Weir's stagefright has haunted him throughout his storied 30-year career. You never would have thought one of the men responsible for starting one of the most respected and revered rock bands in the history of popular culture would be scared to stand before an audience.
But in a voice that conveys some of that insecurity, the 58-year-old father of two young kids quietly confesses that that fear and being away from his family are the two things he hates most about being a musician. All the rest is gravy, and Weir and his 10-year-old pet project RatDog are swimming in it.
RatDog has been billed as a Grateful Dead tribute band of sorts, and there's truth to that. Weir said the bulk of the group's performances are drawn from Dead material. The blues-rock group - Weir on lead vocals and guitar, Jay Lane on drums, Jeff Chimenti on keyboards, Mark Karan on guitar, Kenny Brooks on sax and Robin Sylvester on bass - also follows the old Dead modus operandi, he said.
"We state a theme, we take it for a little walk in the woods," explained Weir, whose band returns to the Rialto Theatre for its first Tucson show since early 2003. "We try to cover as much ground as possible. If you come to a show in a given town, you're not going to hear anything you've heard the last two or three times we've came through. We mix it up pretty well."
But RatDog has evolved into much more than a Dead cover band. The group has developed its own style, crafted its own material and nurtured its own personality. Every night, once the Dead ride is over, RatDog, a superb jam band, continues with its own ride of improvisation that crosses rock and blues and jazz.
The audience each night will be a mixed bag of Deadheads and "Dogheads" - those are the "aspiring Deadheads . . . because they never heard the Dead," Weir explained. Somewhere in the middle, the two camps meet, and RatDog produces a sound that's a perfect blend of Dead and Dog. That's nirvana. "When we hit the right chord and everybody's pleased, the place rises," Weir said.
By the time the band gets to Tucson, Weir suspects they'll have finished writing a few new songs and will be ready to road-test them. How brave, you might comment. Bands today would never dare spring new material on audiences even before the ink has dried.
"That's how it grows up," Weir responds. "It's all I've ever done. We've very rarely written stuff then taken it cold into the studio." Weir says his audiences indulge them largely because that's the way the Dead always did things. Write a song then play it for an audience with all its rough edges jutting about.

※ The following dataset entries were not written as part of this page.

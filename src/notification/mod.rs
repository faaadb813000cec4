//! 通知抽象层 - 提示音、语音提醒、批量合并与外部渠道
//!
//! # 组成
//! 1. 状态：`activity`（用户活动）、`debounce`（idle 防抖）、`batch`（请求合并）
//! 2. 调度：`timer`（可取消定时器）、`reminder`（指数退避提醒）
//! 3. 编排：`orchestrator` 按顺序驱动提示音、提醒和语音
//! 4. 后端：`backend` 定义 trait，`channels` 提供基于系统命令和 HTTP 的实现
//!
//! # 使用示例
//! ```ignore
//! use smart_voice_notify::notification::BackendsBuilder;
//! use smart_voice_notify::{EventRouter, NotifyConfig};
//!
//! let config = NotifyConfig::load()?;
//! let backends = BackendsBuilder::new(&config).dry_run(true).build()?;
//! let router = EventRouter::new(config, backends);
//! ```

pub mod activity;
pub mod backend;
pub mod batch;
pub mod builder;
pub mod channels;
pub mod debounce;
pub mod kind;
pub mod message;
pub mod orchestrator;
pub mod reminder;
pub mod timer;

#[cfg(test)]
pub(crate) mod test_support;

pub use activity::ActivityState;
pub use backend::{
    Backends, DesktopNotifier, DesktopOptions, MessageGenerator, MessageRequest, SendResult,
    SessionQuery, SoundBackend, SpeakOptions, SpeechBackend, SystemControl, ToastBackend,
    ToastVariant, WebhookBackend, WebhookOptions,
};
pub use batch::{BatchAggregator, BatchState};
pub use builder::BackendsBuilder;
pub use debounce::IdleDebouncer;
pub use kind::{BatchKind, NotificationKind};
pub use message::MessageSelector;
pub use orchestrator::{AbortCheck, NotificationOrchestrator, NotifyRequest};
pub use reminder::{ReminderMessage, ReminderScheduler};
pub use timer::CancelableTimer;
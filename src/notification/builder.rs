//! 后端构建器 - 根据配置组装具体后端

use anyhow::{Context, Result};
use std::sync::Arc;
use tracing::info;

use super::backend::{Backends, MessageGenerator, WebhookBackend};
use super::channels::ai::DEFAULT_MODEL;
use super::channels::{
    AiConfig, CommandDesktop, CommandSound, CommandSpeech, CommandSystem, DiscordWebhook,
    LogBackend, OpenAiGenerator, ParentCache,
};
use crate::config::NotifyConfig;

/// 后端构建器
pub struct BackendsBuilder<'a> {
    config: &'a NotifyConfig,
    dry_run: bool,
}

impl<'a> BackendsBuilder<'a> {
    pub fn new(config: &'a NotifyConfig) -> Self {
        Self {
            config,
            dry_run: false,
        }
    }

    /// 设置 dry-run 模式（所有副作用只记录日志）
    pub fn dry_run(mut self, dry_run: bool) -> Self {
        self.dry_run = dry_run;
        self
    }

    pub fn build(self) -> Result<Backends> {
        let sessions = Arc::new(ParentCache::new());
        let log = Arc::new(LogBackend::new());

        if self.dry_run {
            info!("Dry-run mode, side effects are logged only");
            return Ok(Backends {
                speech: log.clone(),
                sound: log.clone(),
                toast: log.clone(),
                desktop: log.clone(),
                webhook: log.clone(),
                sessions,
                system: log.clone(),
                generator: self.config.enable_ai_messages.then(|| log as Arc<dyn MessageGenerator>),
            });
        }

        let sound = Arc::new(CommandSound::new());
        Ok(Backends {
            speech: Arc::new(CommandSpeech::new(sound.clone())),
            sound,
            toast: log.clone(),
            desktop: Arc::new(CommandDesktop::new()),
            webhook: self.webhook(log.clone())?,
            sessions,
            system: Arc::new(CommandSystem::new()),
            generator: self.generator()?,
        })
    }

    fn webhook(&self, fallback: Arc<LogBackend>) -> Result<Arc<dyn WebhookBackend>> {
        match (&self.config.webhook_url, self.config.enable_webhook) {
            (Some(url), true) => {
                info!(events = ?self.config.webhook_events, "Webhook enabled");
                let webhook = DiscordWebhook::new(
                    url.clone(),
                    self.config.webhook_username.clone(),
                    self.config.webhook_timeout(),
                )
                .context("Failed to create webhook client")?;
                Ok(Arc::new(webhook) as Arc<dyn WebhookBackend>)
            }
            // 未启用时不会被调用，webhook_accepts 已过滤
            _ => Ok(fallback as Arc<dyn WebhookBackend>),
        }
    }

    fn generator(&self) -> Result<Option<Arc<dyn MessageGenerator>>> {
        if !self.config.enable_ai_messages {
            return Ok(None);
        }
        let Some(endpoint) = self.config.ai_endpoint.clone() else {
            info!("AI messages enabled but no endpoint configured, using static messages");
            return Ok(None);
        };
        let generator = OpenAiGenerator::new(AiConfig {
            endpoint,
            model: self
                .config
                .ai_model
                .clone()
                .unwrap_or_else(|| DEFAULT_MODEL.to_string()),
            api_key: self.config.ai_api_key.clone(),
            timeout: self.config.ai_timeout(),
        })
        .context("Failed to create AI client")?;
        Ok(Some(Arc::new(generator) as Arc<dyn MessageGenerator>))
    }
}
//! Discord 兼容 Webhook 客户端
//!
//! 429 / 5xx 时重试一次，遵守 `Retry-After`（最多等待 5 秒）。

use anyhow::{anyhow, Result};
use async_trait::async_trait;
use chrono::Utc;
use reqwest::{Client, StatusCode};
use serde::Serialize;
use std::time::Duration;
use tracing::{debug, warn};

use crate::notification::backend::{SendResult, WebhookBackend, WebhookOptions};
use crate::notification::kind::NotificationKind;

/// 重试前最长等待时间
pub const MAX_RETRY_AFTER: Duration = Duration::from_secs(5);

/// 未提供 `Retry-After` 时的等待时间
const DEFAULT_RETRY_AFTER: Duration = Duration::from_secs(1);

/// Webhook 请求载荷
#[derive(Debug, Serialize)]
pub struct WebhookPayload {
    #[serde(skip_serializing_if = "Option::is_none")]
    pub username: Option<String>,
    #[serde(skip_serializing_if = "String::is_empty")]
    pub content: String,
    pub embeds: Vec<WebhookEmbed>,
}

#[derive(Debug, Serialize)]
pub struct WebhookEmbed {
    pub title: String,
    pub description: String,
    pub color: u32,
    pub timestamp: String,
    #[serde(skip_serializing_if = "Option::is_none")]
    pub footer: Option<EmbedFooter>,
}

#[derive(Debug, Serialize)]
pub struct EmbedFooter {
    pub text: String,
}

/// Webhook 客户端
#[derive(Debug, Clone)]
pub struct DiscordWebhook {
    client: Client,
    url: String,
    username: Option<String>,
}

impl DiscordWebhook {
    pub fn new(url: impl Into<String>, username: Option<String>, timeout: Duration) -> Result<Self> {
        let client = Client::builder()
            .timeout(timeout)
            .build()
            .map_err(|e| anyhow!("Failed to create HTTP client: {}", e))?;
        Ok(Self {
            client,
            url: url.into(),
            username,
        })
    }

    /// 构造载荷
    pub fn build_payload(
        &self,
        kind: NotificationKind,
        message: &str,
        options: &WebhookOptions,
    ) -> WebhookPayload {
        let mut title = embed_title(kind).to_string();
        if options.count > 1 {
            title = format!("{} ({})", title, options.count);
        }
        WebhookPayload {
            username: self.username.clone(),
            content: if options.mention {
                "@everyone".to_string()
            } else {
                String::new()
            },
            embeds: vec![WebhookEmbed {
                title,
                description: message.to_string(),
                color: embed_color(kind),
                timestamp: Utc::now().to_rfc3339(),
                footer: options.session_id.as_ref().map(|id| EmbedFooter {
                    text: format!("Session: {}", id),
                }),
            }],
        }
    }

    async fn post(&self, payload: &WebhookPayload) -> reqwest::Result<reqwest::Response> {
        self.client.post(&self.url).json(payload).send().await
    }
}

fn embed_title(kind: NotificationKind) -> &'static str {
    match kind {
        NotificationKind::Idle => "Task complete",
        NotificationKind::Permission => "Permission required",
        NotificationKind::Question => "Question waiting",
        NotificationKind::Error => "Agent error",
    }
}

fn embed_color(kind: NotificationKind) -> u32 {
    match kind {
        NotificationKind::Idle => 0x2ecc71,
        NotificationKind::Permission => 0xf1c40f,
        NotificationKind::Question => 0x3498db,
        NotificationKind::Error => 0xe74c3c,
    }
}

/// 是否值得重试
pub fn is_retryable(status: StatusCode) -> bool {
    status == StatusCode::TOO_MANY_REQUESTS || status.is_server_error()
}

/// 解析 `Retry-After`（秒，可为小数），结果不超过 [`MAX_RETRY_AFTER`]
pub fn retry_delay(header: Option<&str>) -> Duration {
    header
        .and_then(|value| value.trim().parse::<f64>().ok())
        .filter(|secs| secs.is_finite() && *secs >= 0.0)
        .map(|secs| Duration::from_secs_f64(secs.min(MAX_RETRY_AFTER.as_secs_f64())))
        .unwrap_or(DEFAULT_RETRY_AFTER)
}

#[async_trait]
impl WebhookBackend for DiscordWebhook {
    async fn notify(
        &self,
        kind: NotificationKind,
        message: &str,
        options: &WebhookOptions,
    ) -> SendResult {
        let payload = self.build_payload(kind, message, options);

        let mut retried = false;
        loop {
            let response = match self.post(&payload).await {
                Ok(response) => response,
                Err(e) => return SendResult::Failed(format!("HTTP request failed: {}", e)),
            };

            let status = response.status();
            if status.is_success() {
                debug!(kind = %kind, status = %status, "Webhook delivered");
                return SendResult::Sent;
            }

            if is_retryable(status) && !retried {
                let delay = retry_delay(
                    response
                        .headers()
                        .get(reqwest::header::RETRY_AFTER)
                        .and_then(|v| v.to_str().ok()),
                );
                warn!(kind = %kind, status = %status, delay_ms = delay.as_millis() as u64, "Webhook throttled, retrying");
                tokio::time::sleep(delay).await;
                retried = true;
                continue;
            }

            let body = response.text().await.unwrap_or_default();
            return SendResult::Failed(format!("Webhook error ({}): {}", status, body));
        }
    }
}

Weir and RatDog are in heavy writing mode and hope to "eventually get around" to recording a new album. It would be their second release of original material; their first was the critically acclaimed studio album "Evening Moods" in 2000. Since then, they've recorded live efforts, but they haven't made it back to a studio.
Weir doubts they'll make it to one this time, either. "We have the technical ability now to do it on the road, and I think the band's probably going to be, performancewise, a level hotter than it could ever be in the studio," he said.
That means one more chance to shake the frights and face the fears.
"I'm not the only guy in the band who has horrendous stagefright," Weir is quick to clarify. "Once I get over that, which happens on a nightly basis pretty much, there's nothing I'd rather be doing. Period."